# My system is slow to show shorcuts.



## Cloudchaser (Jan 7, 2011)

I use shortcuts placed in some of my sub folders to navigate quickly between folders.

For the past several days, when I go to open or save a file and the open/save file window opens to a folder with shortcuts, it is slow to show those shortcuts and until the open or save window shows all the things it's supposed to show, it won't respond to commands.

When I navigate in Windows Explorer to a folder that contains shortcuts, it is slow to read those shortcuts and show the icons.

I've even noticed that the Start/All Programs menu is slow to respond and show the program shortcuts installed there as well.

Put simply, my system seems to be slow to read and show shortcuts and their icons.

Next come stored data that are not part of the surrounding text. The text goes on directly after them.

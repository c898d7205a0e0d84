//! Achievement engine
//!
//! Evaluates criteria against recorded activity and unlocks achievements
//! exactly once per member. The unlock transaction's dedup key is what makes
//! concurrent evaluations safe; the engine itself takes no locks.

use std::collections::HashMap;
use std::sync::Arc;

use serde::Serialize;
use tracing::{debug, info};

use super::checker::{is_satisfied, progress, window_start};
use super::definitions::{Achievement, AchievementCatalog};
use super::records::{AchievementRecords, AchievementUnlock, ActivityEvent, EventStats};
use crate::error::{LoyaltyError, LoyaltyResult};
use crate::ledger::LedgerStore;
use crate::models::{NewTransaction, Transaction, TransactionKind};

/// Source tag for achievement rewards
pub const ACHIEVEMENT_SOURCE: &str = "achievement";

/// An achievement that was just unlocked
#[derive(Debug, Clone)]
pub struct UnlockedAchievement {
    pub achievement: Achievement,
    pub unlock: AchievementUnlock,
    /// The reward transaction; `None` if it was already credited
    pub transaction: Option<Transaction>,
}

/// Result of [`AchievementEngine::award`]
#[derive(Debug, Clone)]
pub struct AwardOutcome {
    pub unlock: AchievementUnlock,
    /// `false` when the member had already unlocked the achievement
    pub newly_unlocked: bool,
    pub transaction: Option<Transaction>,
}

/// Progress toward one achievement
#[derive(Debug, Clone, Serialize)]
pub struct AchievementProgress {
    pub achievement_id: String,
    pub name: String,
    pub current: i64,
    pub target: i64,
    pub unlocked: bool,
}

pub struct AchievementEngine {
    catalog: Arc<AchievementCatalog>,
    records: AchievementRecords,
    ledger: Arc<dyn LedgerStore>,
}

impl AchievementEngine {
    pub fn new(
        catalog: Arc<AchievementCatalog>,
        records: AchievementRecords,
        ledger: Arc<dyn LedgerStore>,
    ) -> Self {
        Self {
            catalog,
            records,
            ledger,
        }
    }

    pub fn catalog(&self) -> &AchievementCatalog {
        &self.catalog
    }

    /// Record an activity event. Returns `false` for a repeated dedup key.
    pub fn record(&self, event: &ActivityEvent) -> LoyaltyResult<bool> {
        let recorded = self.records.record_event(event)?;
        if !recorded {
            debug!(
                member_id = %event.member_id,
                dedup_key = %event.dedup_key,
                "Duplicate activity event"
            );
        }
        Ok(recorded)
    }

    /// Unlock every not-yet-unlocked achievement listening to `event_type`
    /// whose criteria are now met
    pub fn evaluate(
        &self,
        member_id: &str,
        event_type: &str,
        now: i64,
    ) -> LoyaltyResult<Vec<UnlockedAchievement>> {
        let candidates = self.catalog.for_event(event_type);
        if candidates.is_empty() {
            return Ok(Vec::new());
        }

        let unlocked = self.records.unlocked_ids(member_id)?;
        let mut stats_by_window: HashMap<Option<i64>, EventStats> = HashMap::new();
        let mut newly_unlocked = Vec::new();

        for achievement in candidates {
            if unlocked.contains(&achievement.id) {
                continue;
            }

            let since = window_start(&achievement.criteria, now);
            let stats = match stats_by_window.get(&since) {
                Some(stats) => *stats,
                None => {
                    let stats = self.records.event_stats(member_id, event_type, since)?;
                    stats_by_window.insert(since, stats);
                    stats
                }
            };
            if !is_satisfied(&achievement.criteria, &stats) {
                continue;
            }

            let outcome = self.award(member_id, &achievement.id, now)?;
            if outcome.newly_unlocked {
                newly_unlocked.push(UnlockedAchievement {
                    achievement: achievement.clone(),
                    unlock: outcome.unlock,
                    transaction: outcome.transaction,
                });
            }
        }

        Ok(newly_unlocked)
    }

    /// Unlock an achievement and credit its reward. Idempotent: an existing
    /// unlock is returned unchanged.
    pub fn award(
        &self,
        member_id: &str,
        achievement_id: &str,
        now: i64,
    ) -> LoyaltyResult<AwardOutcome> {
        let achievement = self
            .catalog
            .get(achievement_id)
            .ok_or_else(|| LoyaltyError::AchievementNotFound(achievement_id.to_string()))?;

        if let Some(unlock) = self.records.unlock(member_id, achievement_id)? {
            return Ok(AwardOutcome {
                unlock,
                newly_unlocked: false,
                transaction: None,
            });
        }

        let entry = NewTransaction::new(
            member_id,
            TransactionKind::Earn,
            achievement.points_reward,
            ACHIEVEMENT_SOURCE,
            format!("achievement:{member_id}:{achievement_id}"),
        )
        .source_id(achievement_id)
        .meta("rarity", achievement.rarity.as_str());
        let outcome = self.ledger.append(entry, now)?;
        let duplicate = outcome.is_duplicate();
        let tx = outcome.into_transaction();

        let unlock = self.records.insert_unlock(&AchievementUnlock {
            member_id: member_id.to_string(),
            achievement_id: achievement_id.to_string(),
            earned_at: tx.created_at,
            transaction_id: tx.id.clone(),
        })?;

        if duplicate {
            return Ok(AwardOutcome {
                unlock,
                newly_unlocked: false,
                transaction: None,
            });
        }

        info!(
            member_id,
            achievement_id,
            points = achievement.points_reward,
            "Achievement unlocked"
        );
        Ok(AwardOutcome {
            unlock,
            newly_unlocked: true,
            transaction: Some(tx),
        })
    }

    pub fn unlocked(&self, member_id: &str) -> LoyaltyResult<Vec<AchievementUnlock>> {
        self.records.unlocked(member_id)
    }

    /// Progress toward every achievement in the catalog
    pub fn progress(&self, member_id: &str, now: i64) -> LoyaltyResult<Vec<AchievementProgress>> {
        let unlocked = self.records.unlocked_ids(member_id)?;
        let mut out = Vec::with_capacity(self.catalog.len());
        for achievement in self.catalog.all() {
            let criteria = &achievement.criteria;
            let stats =
                self.records
                    .event_stats(member_id, criteria.event(), window_start(criteria, now))?;
            let (current, target) = progress(criteria, &stats);
            out.push(AchievementProgress {
                achievement_id: achievement.id.clone(),
                name: achievement.name.clone(),
                current: current.min(target),
                target,
                unlocked: unlocked.contains(&achievement.id),
            });
        }
        Ok(out)
    }
}
//! Init and config check commands

use anyhow::{Context, Result, bail};

use loyalty_engine::LoyaltyConfig;

use super::Paths;

/// Write the default configuration
pub fn init_command(paths: &Paths, force: bool) -> Result<()> {
    let config_path = &paths.config;
    if config_path.exists() && !force {
        bail!(
            "Configuration already exists: {}\nUse --force to overwrite.",
            config_path.display()
        );
    }

    LoyaltyConfig::with_defaults().save_to_file(config_path)?;
    println!("Created: {}", config_path.display());

    Ok(())
}

/// Parse and validate the configuration without touching the ledger
pub fn check_config_command(paths: &Paths) -> Result<()> {
    let config = LoyaltyConfig::from_file(&paths.config)?;
    if let Err(e) = config.validate() {
        tracing::error!(error = %e, path = %paths.config.display(), "Invalid configuration");
        return Err(e).with_context(|| format!("Invalid config: {}", paths.config.display()));
    }

    println!("Configuration OK: {}", paths.config.display());
    println!("  Tiers:        {}", config.tiers.len());
    for tier in &config.tiers {
        let upper = tier
            .max_points
            .map(|p| p.to_string())
            .unwrap_or_else(|| "-".to_string());
        println!(
            "    {:<10} {:>7} .. {:<7} x{:.2}  bonus {}",
            tier.id, tier.min_points, upper, tier.multiplier, tier.welcome_bonus
        );
    }
    println!("  Achievements: {}", config.achievements.len());
    println!("  Challenges:   {}", config.challenges.len());
    println!("  Rewards:      {}", config.rewards.len());
    println!(
        "  Referral:     {} (referrer {}, referee {})",
        if config.referral.active { "active" } else { "inactive" },
        config.referral.referrer_reward,
        config.referral.referee_reward
    );

    Ok(())
}
//! UTC day arithmetic for rate limits and expiry dates

use crate::clock::DAY_MS;

/// Start of the UTC day containing `timestamp_ms`, in milliseconds.
///
/// # Example
/// ```
/// use loyalty_engine::time_bucket::day_start_ms;
/// // 2023-12-28 12:34:56 UTC
/// assert_eq!(day_start_ms(1703766896000), 1703721600000);
/// ```
pub fn day_start_ms(timestamp_ms: i64) -> i64 {
    timestamp_ms - timestamp_ms.rem_euclid(DAY_MS)
}

/// Timestamp `days` after `timestamp_ms`
pub fn add_days(timestamp_ms: i64, days: u32) -> i64 {
    timestamp_ms.saturating_add(i64::from(days) * DAY_MS)
}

I have no idea what could be causing this. I have not installed any programs for several weeks or made any other changes to my computer. What can I do to find and fix the problem? Everything else works just fine with no problems whatsoever.


----------



## Jashwa (Jan 7, 2011)

It's just the pages with shortcuts, not everything in general?


----------



## Lobar (Jan 7, 2011)

First thought that comes to mind is that your disk may be highly fragmented.  From My Computer, right-click your drive and click Properties.  Under the Tools tab, click Defragment Now.  Do an analysis, report back the percent fragmented, and then defragment if it recommends you to do so.  Defragging may take several hours.


----------



## Cloudchaser (Jan 7, 2011)

Jashwa said:


> It's just the pages with shortcuts, not everything in general?


 
Yep.  It seems to be slow in showing the shortcuts




Lobar said:


> First thought that comes to mind is that your disk may be highly fragmented.  From My Computer, right-click your drive and click Properties.  Under the Tools tab, click Defragment Now.  Do an analysis, report back the percent fragmented, and then defragment if it recommends you to do so.  Defragging may take several hours.


 
Thanx, but that's been ruled out.  Defrag is set to run once a week and all drives show as 0% fragmented


----------



## Love! (Jan 7, 2011)

weekly defragmentation? that's crazy
your hard drive's probably wearing out after all that


----------



## Hir (Jan 7, 2011)

^yeah, that

it could be registry errors too, CCleaner has a pretty neat registry cleaner. you could also try a disk check because it could be HDD errors and disk checking can catch a bunch of 'em.


----------



## Love! (Jan 7, 2011)

DarkNoctus said:


> ^yeah, that
> 
> it could be registry errors too


not likely
the entire registry is loaded into memory at startup
so fixing errors and such offers negligible performance gains at best
and the errors themselves don't impact performance nearly as much as people might think
it's snake oil
just like monster cables



> you could also try a disk check because it could be HDD errors and disk checking can catch a bunch of 'em.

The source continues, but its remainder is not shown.